**Task instructions:**
Return the lines below exactly, starting with the line that contains "filename crates/pitchforge-api/src/handlers/mod.rs" and stopping after the last line.

**Saved entries:**
# # # # # # #

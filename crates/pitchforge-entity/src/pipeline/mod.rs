//! Pipeline runs and their steps.

pub mod run;
pub mod step;

pub use run::{PipelineRun, RunStatus};
pub use step::{Step, StepName, StepStatus};
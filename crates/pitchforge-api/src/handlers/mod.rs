//! Route handlers organized by domain.

pub mod admin;
pub mod health;
pub mod ingestion;
pub mod jobs;
pub mod queue;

# # # # # # #

**Result for this exercise:**
filename crates/pitchforge-api/src/handlers/mod.rs
//! Route handlers organized by domain.

pub mod admin;
pub mod health;
pub mod ingestion;
pub mod jobs;
pub mod queue;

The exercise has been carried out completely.